In its latest estimate, the IMF cut its growth outlook in the United States to 1.6% this year, down from a July forecast of 2.3%. It projects meager 1% U.S. growth next year.

The Fund forecasts that China’s economy will grow only 3.2% this year, down sharply from 8.1% last year. Beijing has instituted a draconian zero COVID policy and has cracked down on excessive real estate lending, disrupting business operations. China’s growth is forecast to accelerate to 4.4% next year, still subdued by Chinese standards.

In the IMF’s view, the collective economies of the 19 European countries that share the euro, are reeling from soaring energy prices due to Russia’s attack on Ukraine and Western sanctions. West to Moscow, will increase by only 0.5% in 2023.

The world economy has gone through a wild ride since COVID-19 hit in early 2020. First, the pandemic and the shutdowns it created brought the world economy to a standstill. After that, massive government spending and low interest rate borrowing designed by the Federal Reserve and other central banks spurred a rapid and strong recovery. unexpectedly strong from the pandemic recession.

But the stimulus has come at a heavy price. Factories, ports and freight yards have been overwhelmed by strong consumer demand for manufactured goods, especially in the United States, leading to delays, shortages and higher prices. (The IMF expects worldwide consumer prices to rise 8.8% this year, up from 4.7% in 2021.)

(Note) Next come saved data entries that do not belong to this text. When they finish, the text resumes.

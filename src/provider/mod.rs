//! Now-playing providers
//!
//! A provider does the OS-specific part of a query: find the active player,
//! find the current item, and read the info keys. It returns raw values and
//! leaves conversion to [`crate::normalize`].
//!
//! Backends:
//! - `jxa` (macOS): MediaRemote via `osascript -l JavaScript`
//! - `framework` (macOS): MediaRemote in-process via `objc2`
//! - `adapter` (macOS): the `mediaremote-rs` adapter
//! - `playerctl` (Linux): MPRIS via `playerctl`
//! - `gsmtc` (Windows): the shell's media session manager
//! - `none`: always fails

pub mod gsmtc;
pub mod jxa;
pub mod playerctl;
pub mod unsupported;

#[cfg(target_os = "macos")]
pub mod adapter;
#[cfg(target_os = "macos")]
pub mod media_remote;

use anyhow::Result;
use std::fmt;
use std::str::FromStr;

use crate::config::Config;
use crate::convert::ForeignValue;
use crate::info_bag::InfoBag;

/// Unconverted result of walking the OS now-playing state.
#[derive(Debug, Clone, PartialEq)]
pub struct RawNowPlaying {
    /// Bundle identifier of the active player, as the OS reported it
    pub player: ForeignValue,
    pub info: InfoBag,
}

/// Source of now-playing state.
pub trait NowPlayingProvider {
    /// Backend name for logging
    fn name(&self) -> &'static str;

    /// Resolve the active player and its current item.
    ///
    /// Fails when the OS source is unavailable, when no player is active, or
    /// when there is no current item. A key missing from the item is not a
    /// failure.
    fn query_now_playing(&self) -> Result<RawNowPlaying>;
}

/// Selectable provider implementations.
#[derive(Debug, Clone, Copy, PartialEq, Eq)]
pub enum Backend {
    Jxa,
    Framework,
    Adapter,
    Playerctl,
    Gsmtc,
    Unsupported,
}

impl Backend {
    pub const ALL: [Backend; 6] = [
        Backend::Jxa,
        Backend::Framework,
        Backend::Adapter,
        Backend::Playerctl,
        Backend::Gsmtc,
        Backend::Unsupported,
    ];

    pub fn default_for_platform() -> Self {
        if cfg!(target_os = "macos") {
            Backend::Jxa
        } else if cfg!(target_os = "linux") {
            Backend::Playerctl
        } else if cfg!(target_os = "windows") {
            Backend::Gsmtc
        } else {
            Backend::Unsupported
        }
    }

    pub fn as_str(self) -> &'static str {
        match self {
            Backend::Jxa => "jxa",
            Backend::Framework => "framework",
            Backend::Adapter => "adapter",
            Backend::Playerctl => "playerctl",
            Backend::Gsmtc => "gsmtc",
            Backend::Unsupported => "none",
        }
    }

    /// Whether this backend is compiled in and can work on this platform.
    pub fn is_available(self) -> bool {
        match self {
            Backend::Jxa | Backend::Framework | Backend::Adapter => cfg!(target_os = "macos"),
            Backend::Playerctl => cfg!(target_os = "linux"),
            Backend::Gsmtc => cfg!(target_os = "windows"),
            Backend::Unsupported => true,
        }
    }
}

impl fmt::Display for Backend {
    fn fmt(&self, f: &mut fmt::Formatter<'_>) -> fmt::Result {
        f.write_str(self.as_str())
    }
}

impl FromStr for Backend {
    type Err = anyhow::Error;

    fn from_str(s: &str) -> Result<Self> {
        let wanted = s.trim().to_ascii_lowercase();
        Backend::ALL
            .into_iter()
            .find(|backend| backend.as_str() == wanted)
            .ok_or_else(|| {
                anyhow::anyhow!(
                    "unknown backend '{s}' (expected one of: jxa, framework, adapter, playerctl, gsmtc, none)"
                )
            })
    }
}

/// Build the provider for `backend`.
///
/// A backend that cannot run on this platform yields an
/// [`unsupported::UnsupportedProvider`] naming it.
pub fn create(backend: Backend, config: &Config) -> Box<dyn NowPlayingProvider> {
    if !backend.is_available() {
        return Box::new(unsupported::UnsupportedProvider::for_backend(backend));
    }

    match backend {
        Backend::Jxa => Box::new(jxa::JxaProvider::new(config.command_timeout)),
        Backend::Playerctl => Box::new(playerctl::PlayerctlProvider::new(config.command_timeout)),
        #[cfg(target_os = "macos")]
        Backend::Framework => Box::new(media_remote::MediaRemoteProvider::new()),
        #[cfg(target_os = "macos")]
        Backend::Adapter => Box::new(adapter::AdapterProvider::new()),
        #[cfg(target_os = "windows")]
        Backend::Gsmtc => Box::new(gsmtc::GsmtcProvider::new()),
        _ => Box::new(unsupported::UnsupportedProvider::new()),
    }
}

/// Provider for this platform with default settings.
pub fn system_provider() -> Box<dyn NowPlayingProvider> {
    create(Backend::default_for_platform(), &Config::default())
}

In response, the Fed and other central banks reversed course and started raising interest rates significantly, risking a sharp deceleration and possible recession. The Fed has raised its benchmark short-term rate five times this year. A higher exchange rate in the United States attracted investment away from other countries and strengthened the value of the dollar relative to other currencies.

Outside the US, a higher dollar makes imports sold in US currencies, including oil, more expensive and thus increases global inflationary pressures. It also forces foreign countries to raise their own rates – and burden their economies with higher borrowing costs – to protect their currencies.

Maurice obsfeld, a former IMF chief economist who now teaches at the University of California, Berkeley, warned that an overly aggressive Fed could “push the world economy into an unnecessarily harsh contraction.”